Comment by hansvm

21 days ago

Anti-folates (similarly with magnesium and a few other things) are closer to chemotherapy than anything else. They promote cancers because they promote nearly every human cell, and the logic behind removing them is that since cancer cells divide so comparatively rapidly they'll be selectively targeted by a lack of division-enabling nutrients. Most people absolutely shouldn't be restricting their folate intake.

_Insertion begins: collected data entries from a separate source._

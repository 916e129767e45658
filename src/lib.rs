//! # Functional Doc
//!
//! Turns an archive of source code into a functional documentation report,
//! written both as Markdown and as a Word (`.docx`) document.
//!
//! The report has a project-level overview grounded in retrieval over an
//! in-memory semantic index of the code, followed by one section per source
//! file produced by a bounded pool of model calls.
//!
//! ## Architecture
//!
//! ```text
//! ┌──────────┐   ┌───────────┐   ┌──────────┐   ┌─────────────┐
//! │ archive  │──▶│ discover  │──▶│  loader  │──▶│    index    │
//! │  (zip)   │   │ (walkdir) │   │ (lossy)  │   │ (embedding) │
//! └──────────┘   └───────────┘   └────┬─────┘   └──────┬──────┘
//!                                     │                │
//!                                     ▼                ▼
//!                               ┌──────────┐     ┌──────────┐
//!                               │ analyze  │     │ overview │
//!                               │  (llm)   │     │  (llm)   │
//!                               └────┬─────┘     └────┬─────┘
//!                                    └───────┬────────┘
//!                                            ▼
//!                                  ┌──────────────────┐
//!                                  │ report + docx    │
//!                                  │ (.md and .docx)  │
//!                                  └──────────────────┘
//! ```
//!
//! ## Quick Start
//!
//! ```bash
//! fdoc init                         # write ./fdoc.toml
//! fdoc discover project.zip         # see what would be analyzed
//! fdoc generate project.zip --out ./docs
//! ```
//!
//! ## Modules
//!
//! | Module | Purpose |
//! |--------|---------|
//! | [`config`] | TOML configuration parsing and validation |
//! | [`error`] | Pipeline error taxonomy |
//! | [`models`] | Core data types |
//! | [`archive`] | Safe ZIP extraction into a temporary tree |
//! | [`discover`] | Source file discovery by extension |
//! | [`loader`] | Lossy UTF-8 content loading |
//! | [`embedding`] | Embedding provider abstraction |
//! | [`llm`] | Generative model provider abstraction |
//! | [`http`] | Shared HTTP client and retry policy |
//! | [`prompt`] | Prompt templates |
//! | [`index`] | In-memory semantic index |
//! | [`overview`] | Retrieval-grounded project overview |
//! | [`analyze`] | Bounded concurrent per-file analysis |
//! | [`report`] | Document tree and Markdown rendering |
//! | [`docx`] | Word document rendering |
//! | [`pipeline`] | End-to-end orchestration |
//! | [`progress`] | Progress reporting on stderr |

pub mod analyze;
pub mod archive;
pub mod config;
pub mod discover;
pub mod docx;
pub mod embedding;
pub mod error;
pub mod http;
pub mod index;
pub mod llm;
pub mod loader;
pub mod models;
pub mod overview;
pub mod pipeline;
pub mod progress;
pub mod prompt;
pub mod report;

If we take your claim to its logical conclusion (that we shouldn't add those vitamins and minerals to our foods because they might hurt a small percentage of people), the other side of the coin is that we should _remove_ extra vitamins and minerals. If we don't, we're just implicitly medicating a whole population rather than proactively medicating them. Peanuts hurt some people; let's ban them everywhere. End-stage kidney patients without full renal failure often can't tolerate salt or phosphorus; let's not salt any of our food and ban the sale of eggs and meats. Diabetics can't easily tolerate a high glycemic load; let's be extra safe and not use any sugars or alcohols.

Or...make reasonable population-level interventions and let people with special needs handle their own special needs. There are gluten-free breads, no-excess-folate flours, and all sorts of things on the market.

While we're talking about baseline levels of B vitamins (folate), did you know that most bakers are also dumping a rich, broad-spectrum source of most B vitamins and trace minerals into your bread? It's not just folate. They then let that yeast further multiply for 2hr+ just to bump the vitamin levels up (or, worse, add extra yeast at the start to speed up the baking cycle).